In the height of 2007, many lenders used Automated Valuations Models (computer algorithms) to value the security property, rather than sending round a surveyor. Fast forward to 2016 and we’re seeing some lenders move back to this way of valuing. With AVMs, there is a huge reliance on data and an element of trust as a number of properties are not even viewed and unless the recent extension, or alterations to the property are documented in the data research, these may not be taken in to account, or increase the properties value! These may also not pick up any issues as a more in-depth survey will, therefore consider paying the extra to get the satisfaction you are purchasing a decent property.

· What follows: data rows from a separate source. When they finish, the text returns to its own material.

//! Keytap CLI - first-touch WebAuthn assertions across security keys.

use anyhow::Result;
use clap::{Parser, Subcommand, ValueEnum};
use colored::Colorize;
use tracing_subscriber::EnvFilter;

mod commands;
mod exit_codes;
mod utils;

use utils::DeviceSpec;

#[derive(Parser)]
#[command(name = "keytap")]
#[command(author, version, about = "First-touch WebAuthn assertions across security keys", long_about = None)]
#[command(after_help = "Exit codes:
  0   Success
  1   General error
  64  Invalid command line
  65  Invalid input (base URL or credential id)
  69  No security key found
  75  Timed out or no valid security key found
  76  Security key transport or protocol failure

Set KEYTAP_LOG (e.g. KEYTAP_LOG=debug) for diagnostic logs on stderr.")]
struct Cli {
    #[command(subcommand)]
    command: Commands,
}

#[derive(Debug, Clone, Copy, PartialEq, Eq, ValueEnum)]
pub enum OutputFormat {
    Json,
    Text,
}

#[derive(Subcommand)]
enum Commands {
    /// Race every security key for an assertion and print the first one touched
    Assert {
        /// Base URL of the identity provider (relying party)
        #[arg(long, value_name = "URL")]
        url: String,

        /// Challenge issued by the identity provider
        #[arg(long)]
        challenge: String,

        /// Allowed credential id, base64url encoded
        #[arg(long, value_name = "B64URL")]
        credential_id: String,

        /// Simulated security key: touch:<ms>, untouched, ineligible or fail:<message>
        #[arg(long = "device", value_name = "SPEC")]
        devices: Vec<DeviceSpec>,

        /// Output format for the assertion
        #[arg(short, long, value_enum, default_value_t = OutputFormat::Json)]
        format: OutputFormat,
    },

    /// List the security keys that would take part in a race
    Devices {
        /// Simulated security key: touch:<ms>, untouched, ineligible or fail:<message>
        #[arg(long = "device", value_name = "SPEC")]
        devices: Vec<DeviceSpec>,
    },
}

fn init_tracing() {
    let filter = EnvFilter::try_from_env("KEYTAP_LOG").unwrap_or_else(|_| EnvFilter::new("warn"));
    tracing_subscriber::fmt()
        .with_env_filter(filter)
        .with_writer(std::io::stderr)
        .with_target(false)
        .init();
}

#[tokio::main]
async fn main() -> std::process::ExitCode {
    let cli = match Cli::try_parse() {
        Ok(cli) => cli,
        Err(err) => {
            let _ = err.print();
            // Help and version requests are not failures
            return if err.use_stderr() {
                std::process::ExitCode::from(exit_codes::USAGE_ERROR)
            } else {
                std::process::ExitCode::SUCCESS
            };
        }
    };
    init_tracing();

    let result: Result<()> = match cli.command {
        Commands::Assert {
            url,
            challenge,
            credential_id,
            devices,
            format,
        } => commands::assert::execute(url, challenge, credential_id, devices, format).await,
        Commands::Devices { devices } => commands::devices::execute(devices),
    };

    match result {
        Ok(()) => std::process::ExitCode::SUCCESS,
        Err(err) => {
            let exit = exit_codes::ExitCode::from_anyhow(&err);
            if let Some(message) = &exit.message {
                eprintln!("{} {}", "Error:".red().bold(), message);
            }
            std::process::ExitCode::from(exit.code)
        }
    }
}
//! Base64url helpers for credential ids and serialized byte fields.

use base64::alphabet;
use base64::engine::{DecodePaddingMode, GeneralPurpose, GeneralPurposeConfig};
use base64::Engine;

/// URL-safe base64 that encodes without padding and accepts input with or without it.
pub const BASE64URL: GeneralPurpose = GeneralPurpose::new(
    &alphabet::URL_SAFE,
    GeneralPurposeConfig::new()
        .with_encode_padding(false)
        .with_decode_padding_mode(DecodePaddingMode::Indifferent),
);

pub fn encode(bytes: &[u8]) -> String {
    BASE64URL.encode(bytes)
}

pub fn decode(input: &str) -> Result<Vec<u8>, base64::DecodeError> {
    BASE64URL.decode(input.trim())
}

/// Serde adapter for `Vec<u8>` fields stored as base64url strings.
pub(crate) mod base64url {
    use serde::{Deserialize, Deserializer, Serializer};

    pub fn serialize<S: Serializer>(bytes: &[u8], serializer: S) -> Result<S::Ok, S::Error> {
        serializer.serialize_str(&super::encode(bytes))
    }

    pub fn deserialize<'de, D: Deserializer<'de>>(deserializer: D) -> Result<Vec<u8>, D::Error> {
        let s = String::deserialize(deserializer)?;
        super::decode(&s).map_err(serde::de::Error::custom)
    }
}

/// Serde adapter for `Option<Vec<u8>>` fields stored as base64url strings.
pub(crate) mod base64url_option {
    use serde::{Deserialize, Deserializer, Serializer};

    pub fn serialize<S: Serializer>(
        bytes: &Option<Vec<u8>>,
        serializer: S,
    ) -> Result<S::Ok, S::Error> {
        match bytes {
            Some(bytes) => serializer.serialize_some(&super::encode(bytes)),
            None => serializer.serialize_none(),
        }
    }

    pub fn deserialize<'de, D: Deserializer<'de>>(
        deserializer: D,
    ) -> Result<Option<Vec<u8>>, D::Error> {
        Option::<String>::deserialize(deserializer)?
            .map(|s| super::decode(&s).map_err(serde::de::Error::custom))
            .transpose()
    }
}
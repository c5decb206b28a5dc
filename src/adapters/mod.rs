//! Adapters: concrete implementations of the port traits.
//!
//! | Adapter    | Implements              | Connects to                    |
//! |------------|-------------------------|--------------------------------|
//! | `hardware` | session assembly        | i2c-dev bus, sysfs GPIO lines  |
//! | `log_sink` | EventSink               | `log` facade (stderr)          |
//! | `time`     | Clock                   | `std::time::Instant`, sleep    |

pub mod hardware;
pub mod log_sink;
pub mod time;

As part of the mortgage application process, lender’s will require a valuation of the property on which the mortgage loan will be secured. Normally, this is carried out by a surveyor who visits the property and they will value it for mortgage security purposes. i.e, to make sure the value is suitable for the lender to recover their monies should the owner not pay the mortgage and they have to repossess and sell on. The surveyor is the eyes of the lender and not usually employed by them. The surveyor gives a valuation of the property and the lender relies on this in their mortgage calculations and offerings. These may (or may not) compare with the valuation from the Estate Agent…
As this report is for the lender, they have no obligation to tell you what is in the report, or give you a copy! Therefore you should always consider the benefit of an independent survey on the property you are purchasing to ensure all defects are noted before signing contracts. There are a number of types of survey available, aside from the mortgage valuation, however the main two tend to be:
Homebuyer Report – a standard format set out by RICS (Royal Institution of Chartered Surveyors). This will not focus on every aspect of the property like a building survey will, but will advise on urgent and visible matters needing attention such as damp and subsidence. It may advise if items might have an adverse affect on the value of the property.
A Building Survey – an in-depth survey for all properties: listed buildings: buildings that have had extensive alterations, or of an unusual construction. The surveyor will examine all accessible parts of the property and advise on technical information: the condition relative to age: further special investigations required, and provide extensive information on major or minor defects.